For any online vendor's collection of these materials, the question must be, is their publication or index of the Barbour collection complete (i.e. do they have a subset of Barbour's subset). On the NEHGS site under search tips it says:
This database currently contains records for 124 towns. There are a
total of 136 towns covered by the Barbour Collection. The remaining
towns will be added to the database in groups of four throughout the
Ancestry.com's About this database cites the 55 bound volumes, so any of the cautions made about the bound volumes such as the regularized spellings would also apply to their database. In addition to that, if their computerized index of any bound volume is generated by OCR (Optical Character Recognition), it is possible that the name that you seek did not get rendered properly by the OCR software. (Example: In some pages of the US City Directory collections, I have observed half pages for which NO index line exists, and half pages where names were not indexed with the proper surname due to parsing errors.)
Jane Devlin's site has BARBOUR COLLECTION
for CT TOWNS: TIPS that address problems with searching the collections.
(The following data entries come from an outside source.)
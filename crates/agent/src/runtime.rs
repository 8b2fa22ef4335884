use std::collections::HashSet;
use std::sync::{Arc, Mutex, MutexGuard, PoisonError};

use thiserror::Error;
use tokio::sync::mpsc;
use tracing::{debug, info, warn};
use uuid::Uuid;

use banter_core::audit::{AuditCategory, AuditEvent, AuditOutcome, AuditSink, TracingAuditSink};
use banter_core::config::{AppConfig, MemoryMode};
use banter_core::domain::conversation::{
    ConversationId, ConversationState, Message, MessageRole, ToolCallRequest, TurnCursor, UserId,
};
use banter_core::domain::model::ModelName;
use banter_core::errors::{ApplicationError, DomainError};
use banter_core::registry::ModelRegistry;
use banter_core::retry::RetryPolicy;
use banter_db::{CheckpointRepository, DbPool, RepositoryError, SqlCheckpointRepository};

use crate::invoker::{InvokeError, RegistryExhaustion, ResilientInvoker};
use crate::llm::{
    HttpLlmClient, InvocationFailure, InvocationRequest, StreamEvent,
};
use crate::memory::{format_memory_block, InMemoryMemoryStore, MemoryStore, NoopMemoryStore};
use crate::tools::{SearchTool, ToolCallOutcome, ToolError, ToolRegistry};

/// History marker appended when every model fails a full retry cycle.
pub const EXHAUSTION_MARKER: &str = "failed to get llm response after trying all models";

/// History marker appended when a provider dies after tokens started flowing.
const STREAM_FAILURE_MARKER: &str = "response was interrupted before it completed";

const TURN_EVENT_CAPACITY: usize = 64;

/// Why a turn could not produce a final assistant message.
#[derive(Debug, Error)]
pub enum TurnError {
    #[error("conversation `{conversation_id}` already has a turn in flight")]
    TurnInProgress { conversation_id: String },
    #[error(transparent)]
    Exhausted(RegistryExhaustion),
    #[error("fatal provider failure from `{model}`: {failure}")]
    Fatal { model: ModelName, failure: InvocationFailure },
    #[error("tool-call loop limit reached after {rounds} rounds")]
    LoopLimitExceeded { rounds: u32 },
    #[error("checkpoint failure: {0}")]
    Checkpoint(#[from] RepositoryError),
}

impl From<InvokeError> for TurnError {
    fn from(value: InvokeError) -> Self {
        match value {
            InvokeError::Fatal { model, failure } => Self::Fatal { model, failure },
            InvokeError::Exhausted(exhaustion) => Self::Exhausted(exhaustion),
        }
    }
}

impl From<TurnError> for ApplicationError {
    fn from(value: TurnError) -> Self {
        match value {
            TurnError::TurnInProgress { conversation_id } => {
                DomainError::TurnInProgress { conversation_id }.into()
            }
            TurnError::LoopLimitExceeded { rounds } => {
                DomainError::LoopLimitExceeded { rounds }.into()
            }
            TurnError::Exhausted(exhaustion) => ApplicationError::Provider(exhaustion.to_string()),
            TurnError::Fatal { ref model, ref failure } => {
                ApplicationError::Provider(format!("fatal failure from `{model}`: {failure}"))
            }
            TurnError::Checkpoint(error) => ApplicationError::Persistence(error.to_string()),
        }
    }
}

/// Events delivered to a streaming caller: zero or more tokens, then exactly
/// one `Completed` or `Failed`.
#[derive(Debug)]
pub enum TurnEvent {
    Token(String),
    Completed(Message),
    Failed { message: String },
}

/// Drives one conversation turn at a time: load the checkpoint, alternate
/// between asking the model and executing requested tools, persist after
/// every transition, return the final assistant message.
///
/// A turn owns its `ConversationState` exclusively; the per-conversation
/// permit set rejects a second inbound message while one is in flight.
pub struct AgentRuntime {
    invoker: ResilientInvoker,
    tools: Arc<ToolRegistry>,
    checkpoints: Arc<dyn CheckpointRepository>,
    memory: Arc<dyn MemoryStore>,
    sink: Arc<dyn AuditSink>,
    system_prompt: String,
    max_tool_rounds: u32,
    active_turns: Arc<Mutex<HashSet<String>>>,
}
Users should also be aware that online extractions made by users from either the bound volumes or the slip files will have their own limitations. E.g. one page I found had extractions for dates later than 1800 so the search for the person listed in the question from the 1750s would not be found in such an abstract.
When searches fail, it is important to remember that absence of evidence is not evidence of absence. Searching for a location without any name can be a quick way to determine if a particular town is listed in a collection or not. Ultimately if you want to chase the record all the way back into the rabbit hole, you have to leave behind the finding aids or other compiled sources of information and go back to the original town records from which the compilation was made.
Walking through the principles in Mills' Evidence Analysis Process Map can help users gain new perspective on what they do find online. Her 'rabbit hole' lesson and Do You "Just Trust" Citations Offered by Digital Providers? (posted 25 June 2014) and her followup from 06/26/2014 . . . EE's Take on the Subject can also reveal how the search can go awry, if the user considers what glitches might happen along the path back to the original record.